The US Treasury market showed muted overall performance on Tuesday following news of America's deep involvement in Venezuela, as traders focused their attention more intently on the week's packed macroeconomic calendar, particularly the December nonfarm payrolls report due Friday. Bond investors have been awaiting the latest labor market data from the Bureau of Labor Statistics. Previously, the October and November nonfarm payroll reports were delayed due to last year's government shutdown, which hampered market assessments. Strategists at BMO Capital Markets believe Friday's employment data could provide sufficient directional confidence for investors. According to the median forecast of economists, the US economy is expected to have added 73,000 jobs in December, up from 64,000 in November, while the unemployment rate is projected to edge down slightly from 4.6% to 4.5%.

Before that, the ADP private-sector employment report will be released on Wednesday, although this data is generally not considered a reliable leading indicator for the official nonfarm figures. Concurrently, the US Supreme Court may also rule on Friday regarding the legality of the Trump administration's global tariffs, a decision that could similarly impact the bond market. Vincent Ahn, a portfolio manager at Wisdom Fixed Income Management, stated that current interest rate and credit markets are primarily trading around US economic growth, inflation, and the Federal Reserve's next policy moves. "Precisely because of this, Friday's jobs report holds greater significance for the Treasury market than the Venezuela event," he noted, adding that only if the Venezuela situation triggers sustained oil price volatility, which then feeds into gasoline prices and inflation expectations, would it genuinely affect the bond market—a scenario not currently observed.

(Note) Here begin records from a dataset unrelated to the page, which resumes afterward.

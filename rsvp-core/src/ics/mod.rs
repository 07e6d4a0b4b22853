//! ICS parsing and generation.
//!
//! This module handles reading and writing calendar documents according to RFC 5545.

mod generate;
mod parse;
pub(crate) mod raw;

pub use generate::generate_ics;
pub use parse::parse_calendar;
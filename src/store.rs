//! Event storage on disk: `<root>/<user>/<calendar>/<event>.ics`.
//!
//! Every path segment is slugified, so ids are free-form.

use std::path::{Path, PathBuf};

use rsvp_core::collaborators::{EventStorage, User};
use rsvp_core::ics::{generate_ics, parse_calendar};
use rsvp_core::recurrence::exclude_occurrence;
use rsvp_core::{CalendarDocument, RsvpResult};
use slug::slugify;
use tracing::debug;

pub struct FileEventStorage {
    root: PathBuf,
    default_calendar: String,
    recurrence_limit: u16,
}

impl FileEventStorage {
    pub fn new(root: impl Into<PathBuf>, default_calendar: &str, recurrence_limit: u16) -> Self {
        FileEventStorage {
            root: root.into(),
            default_calendar: default_calendar.to_string(),
            recurrence_limit,
        }
    }

    pub fn calendar_path(&self, user: &User, calendar_id: &str) -> PathBuf {
        self.root
            .join(slugify(&user.public_id))
            .join(slugify(calendar_id))
    }

    pub fn event_path(&self, user: &User, calendar_id: &str, event_id: &str) -> PathBuf {
        self.calendar_path(user, calendar_id)
            .join(format!("{}.ics", slugify(event_id)))
    }

    /// Store raw calendar data, creating directories as needed.
    pub fn save(&self, user: &User, calendar_id: &str, event_id: &str, data: &str) -> RsvpResult<()> {
        let path = self.event_path(user, calendar_id, event_id);
        write_file(&path, data)
    }

    pub fn load_raw(&self, user: &User, calendar_id: &str, event_id: &str) -> RsvpResult<Option<String>> {
        let path = self.event_path(user, calendar_id, event_id);
        if !path.exists() {
            return Ok(None);
        }
        Ok(Some(std::fs::read_to_string(path)?))
    }
}

fn write_file(path: &Path, data: &str) -> RsvpResult<()> {
    if let Some(dir) = path.parent() {
        std::fs::create_dir_all(dir)?;
    }
    std::fs::write(path, data)?;
    debug!(path = %path.display(), "wrote event");
    Ok(())
}

impl EventStorage for FileEventStorage {
    fn get_event(
        &self,
        user: &User,
        calendar_id: &str,
        event_id: &str,
    ) -> RsvpResult<Option<CalendarDocument>> {
        self.load_raw(user, calendar_id, event_id)?
            .map(|content| parse_calendar(&content))
            .transpose()
    }

    fn update_event_raw(
        &self,
        user: &User,
        calendar_id: &str,
        event_id: &str,
        data: &str,
    ) -> RsvpResult<()> {
        self.save(user, calendar_id, event_id, data)
    }

    fn delete_event(&self, user: &User, calendar_id: &str, event_id: &str) -> RsvpResult<bool> {
        let path = self.event_path(user, calendar_id, event_id);
        if !path.exists() {
            return Ok(false);
        }
        std::fs::remove_file(&path)?;
        debug!(path = %path.display(), "deleted event");
        Ok(true)
    }

    fn mark_occurrence_excluded(
        &self,
        user: &User,
        calendar_id: &str,
        event_id: &str,
        recurrence_id: i64,
    ) -> RsvpResult<bool> {
        let Some(mut doc) = self.get_event(user, calendar_id, event_id)? else {
            return Ok(false);
        };
        let Some(uid) = doc.series_uid(Some(event_id)) else {
            return Ok(false);
        };

        let excluded =
            exclude_occurrence(&mut doc, &uid, recurrence_id, user.tz(), self.recurrence_limit)?;
        if excluded {
            self.save(user, calendar_id, event_id, &generate_ics(&doc)?)?;
        }
        Ok(excluded)
    }

    fn default_calendar(&self, _user: &User) -> RsvpResult<Option<String>> {
        Ok(Some(self.default_calendar.clone()))
    }
}

#[cfg(test)]
mod tests {
    use super::*;

    const WEEKLY: &str = "BEGIN:VCALENDAR\r\n\
VERSION:2.0\r\n\
PRODID:-//Test//Test//EN\r\n\
BEGIN:VEVENT\r\n\
UID:weekly-1\r\n\
DTSTAMP:20250101T000000Z\r\n\
DTSTART:20250106T100000Z\r\n\
DTEND:20250106T110000Z\r\n\
SUMMARY:Standup\r\n\
RRULE:FREQ=WEEKLY;COUNT=10\r\n\
ORGANIZER:mailto:alice@corp.example\r\n\
ATTENDEE;PARTSTAT=ACCEPTED:mailto:bob@corp.example\r\n\
END:VEVENT\r\n\
END:VCALENDAR\r\n";

    fn storage(dir: &Path) -> FileEventStorage {
        FileEventStorage::new(dir, "personal", 100)
    }

    #[test]
    fn test_paths_are_slugified() {
        let dir = tempfile::tempdir().unwrap();
        let store = storage(dir.path());
        let user = User::new("u-bob", "bob@corp.example");

        let path = store.event_path(&user, "Work Calendar", "E1@host");
        assert!(path.starts_with(dir.path()));
        assert!(path.ends_with("bob-corp-example/work-calendar/e1-host.ics"));
    }

    #[test]
    fn test_update_get_delete() {
        let dir = tempfile::tempdir().unwrap();
        let store = storage(dir.path());
        let user = User::new("u-bob", "bob@corp.example");

        assert!(store.get_event(&user, "personal", "weekly-1").unwrap().is_none());

        store.update_event_raw(&user, "personal", "weekly-1", WEEKLY).unwrap();
        let doc = store.get_event(&user, "personal", "weekly-1").unwrap().unwrap();
        assert_eq!(doc.components.len(), 1);
        assert_eq!(doc.components[0].uid, "weekly-1");

        assert!(store.delete_event(&user, "personal", "weekly-1").unwrap());
        assert!(!store.delete_event(&user, "personal", "weekly-1").unwrap());
    }

    #[test]
    fn test_mark_occurrence_excluded() {
        let dir = tempfile::tempdir().unwrap();
        let store = storage(dir.path());
        let user = User::new("u-bob", "bob@corp.example");
        store.save(&user, "personal", "weekly-1", WEEKLY).unwrap();

        // 2025-01-13T10:00:00Z, the second occurrence
        let second = 1736762400;
        assert!(store
            .mark_occurrence_excluded(&user, "personal", "weekly-1", second)
            .unwrap());

        let doc = store.get_event(&user, "personal", "weekly-1").unwrap().unwrap();
        let recurrence = doc.components[0].recurrence.as_ref().unwrap();
        assert_eq!(recurrence.exdates.len(), 1);

        // Not an occurrence start
        assert!(!store
            .mark_occurrence_excluded(&user, "personal", "weekly-1", second + 60)
            .unwrap());
        assert!(!store
            .mark_occurrence_excluded(&user, "personal", "missing", second)
            .unwrap());
    }

    #[test]
    fn test_default_calendar() {
        let dir = tempfile::tempdir().unwrap();
        let user = User::new("u-bob", "bob@corp.example");
        assert_eq!(
            storage(dir.path()).default_calendar(&user).unwrap().as_deref(),
            Some("personal")
        );
    }
}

Ahn further emphasized in an email to media, "Venezuela has not altered the inflation narrative and therefore has not driven the bond market." From a trading perspective, related headlines primarily affect crude oil flows and logistical complexities; the global oil supply and demand balance remains relatively loose, and any substantive change in Venezuelan supply would take time to materialize. In the absence of sustained oil price increases capable of altering the inflation trajectory, US Treasuries and overall credit spreads still have more critical factors to digest. On Tuesday, tensions remained high within Venezuela. Following the arrest of Venezuelan leader Maduro over the weekend, security forces were deployed in the streets. Meanwhile, European leaders publicly expressed support for Greenland after Trump again threatened to take over the Danish-controlled territory.

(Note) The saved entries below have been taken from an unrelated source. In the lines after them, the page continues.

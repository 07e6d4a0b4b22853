//! ICS generation.
//!
//! Typed fields go through icalendar's builder. Raw parts of the document are
//! spliced into its output afterwards, exactly as they were read.

use icalendar::{Calendar, Component, EventLike, Property, ValueType};

use super::raw::{content_line, push_folded, quote_param};
use crate::document::CalendarDocument;
use crate::error::{RsvpError, RsvpResult};
use crate::event::{EventComponent, EventTime};

const PRODID: &str = "PRODID:-//rsvp//rsvp-core//EN";

/// Serialize a [`CalendarDocument`] to ICS text.
pub fn generate_ics(doc: &CalendarDocument) -> RsvpResult<String> {
    if doc.components.is_empty() {
        return Err(RsvpError::IcsGenerate(
            "calendar document has no events".to_string(),
        ));
    }

    let mut cal = Calendar::new();

    if let Some(ref method) = doc.method {
        cal.append_property(Property::new("METHOD", method.as_ics_str()));
    }

    for component in &doc.components {
        cal.push(build_vevent(component));
    }
    let cal = cal.done();

    Ok(splice_raw(&cal.to_string(), doc))
}

fn build_vevent(event: &EventComponent) -> icalendar::Event {
    let mut ics_event = icalendar::Event::new();
    ics_event.uid(&event.uid);

    if let Some(ref summary) = event.summary {
        ics_event.summary(summary);
    }

    // DTSTAMP - required by RFC 5545, use the modification time when known
    let dtstamp = event
        .last_modified
        .unwrap_or_else(chrono::Utc::now)
        .format("%Y%m%dT%H%M%SZ")
        .to_string();
    ics_event.add_property("DTSTAMP", &dtstamp);

    if let Some(last_modified) = event.last_modified {
        ics_event.add_property(
            "LAST-MODIFIED",
            last_modified.format("%Y%m%dT%H%M%SZ").to_string(),
        );
    }

    if let Some(seq) = event.sequence {
        ics_event.add_property("SEQUENCE", seq.to_string());
    }

    add_datetime_property(&mut ics_event, "DTSTART", &event.start);
    if let Some(ref end) = event.end {
        add_datetime_property(&mut ics_event, "DTEND", end);
    }

    if let Some(ref desc) = event.description {
        ics_event.description(desc);
    }

    if let Some(ref loc) = event.location {
        ics_event.location(loc);
    }

    // Recurrence rules (for master events)
    if let Some(ref recurrence) = event.recurrence {
        if let Some(ref rrule) = recurrence.rrule {
            ics_event.add_property("RRULE", rrule);
        }
        for exdate in &recurrence.exdates {
            add_time_list_property(&mut ics_event, "EXDATE", exdate);
        }
        for rdate in &recurrence.rdates {
            add_time_list_property(&mut ics_event, "RDATE", rdate);
        }
    }

    // RECURRENCE-ID (for occurrence exceptions)
    if let Some(ref recurrence_id) = event.recurrence_id {
        add_datetime_property(&mut ics_event, "RECURRENCE-ID", recurrence_id);
    }

    if let Some(ref org) = event.organizer {
        let mut prop = Property::new("ORGANIZER", format!("mailto:{}", org.email));
        if let Some(ref name) = org.name {
            prop.add_parameter("CN", &quote_param(name));
        }
        for (key, val) in &org.params {
            prop.add_parameter(key, &quote_param(val));
        }
        ics_event.append_property(prop);
    }

    // ATTENDEE (multi-property - can appear multiple times)
    for attendee in &event.attendees {
        let mut prop = Property::new("ATTENDEE", format!("mailto:{}", attendee.email));
        if let Some(ref name) = attendee.name {
            prop.add_parameter("CN", &quote_param(name));
        }
        if let Some(status) = attendee.status {
            prop.add_parameter("PARTSTAT", status.as_ics_str());
        }
        if attendee.rsvp {
            prop.add_parameter("RSVP", "TRUE");
        }
        if let Some(ref responded_at) = attendee.responded_at {
            prop.add_parameter("RESPONDED-AT", responded_at);
        }
        for (key, val) in &attendee.params {
            prop.add_parameter(key, &quote_param(val));
        }
        ics_event.append_multi_property(prop);
    }

    ics_event.done()
}

/// Post-process icalendar's output: our PRODID, no CALSCALE (GREGORIAN is
/// the default), VTIMEZONEs ahead of the first VEVENT, and each component's
/// unmodelled properties and VALARMs before its `END:VEVENT`.
fn splice_raw(ics: &str, doc: &CalendarDocument) -> String {
    let mut out = String::with_capacity(ics.len());
    let mut timezones = Some(&doc.timezones);
    let mut components = doc.components.iter();

    for line in ics.lines() {
        if line.starts_with("PRODID:") {
            out.push_str(PRODID);
            out.push_str("\r\n");
            continue;
        }
        if line == "CALSCALE:GREGORIAN" {
            continue;
        }

        if line == "BEGIN:VEVENT" {
            for timezone in timezones.take().into_iter().flatten() {
                for tz_line in &timezone.lines {
                    push_folded(&mut out, tz_line);
                }
            }
        } else if line == "END:VEVENT" {
            if let Some(component) = components.next() {
                for prop in &component.extra_properties {
                    push_folded(&mut out, &content_line(prop));
                }
                for alarm_line in component.alarms.iter().flat_map(|a| &a.lines) {
                    push_folded(&mut out, alarm_line);
                }
            }
        }

        out.push_str(line);
        out.push_str("\r\n");
    }

    out
}

/// Add a datetime property with proper formatting based on EventTime variant
fn add_datetime_property(ics_event: &mut icalendar::Event, name: &str, time: &EventTime) {
    ics_event.append_property(time_property(name, time));
}

/// Add one EXDATE/RDATE value as its own property line
fn add_time_list_property(ics_event: &mut icalendar::Event, name: &str, time: &EventTime) {
    ics_event.append_multi_property(time_property(name, time));
}

fn time_property(name: &str, time: &EventTime) -> Property {
    let mut prop = Property::new(name, time.to_ics_string());
    match time {
        EventTime::Date(_) => {
            prop.append_parameter(ValueType::Date);
        }
        EventTime::DateTimeZoned { tzid, .. } => {
            prop.add_parameter("TZID", tzid);
        }
        EventTime::DateTimeUtc(_) | EventTime::DateTimeFloating(_) => {}
    }
    prop
}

In market movements, crude oil prices fluctuated during the day, with Brent crude, the international benchmark, hovering around $61 per barrel. The bond market experienced minor selling pressure, with yields on everything from 1-year T-bills to 30-year bonds edging slightly higher; the 10-year US Treasury yield rose modestly on the day. This contrasted with Monday's session, which saw a slight rebound in Treasury prices and a corresponding dip in yields. Bond prices move inversely to yields. Will Compernolle, a strategist at FHN Financial in Chicago, viewed Tuesday's pullback in US Treasuries more as "random noise," reflecting a wait-and-see attitude ahead of key event risks and the gradual normalization of trading volumes post the New Year. Regarding the Venezuela situation, the market does not perceive a major disruption risk akin to that in the Middle East, nor the possibility of a sharp oil price spike or global supply disruptions, thus failing to trigger a safe-haven flow into government bonds.

Compernolle pointed out that if US intervention were to impact markets, it would likely manifest through two main channels: first, via oil price changes affecting inflation expectations, and second, through the federal fiscal deficit—specifically, whether the US presence in Venezuela evolves into a long-term, high-cost operation similar to those in Iraq or Afghanistan. Currently, these potential impacts remain highly uncertain. Although some strategists have drawn comparisons to historical events like the 1989 US invasion of Panama or the 1990 intervention in Chile, Compernolle believes it is still too early to draw conclusions. He stated that Venezuela's existing governmental structure persists, and it remains difficult to judge "whether fundamental change will actually occur, or if the US will adopt a more aggressive approach to intervention."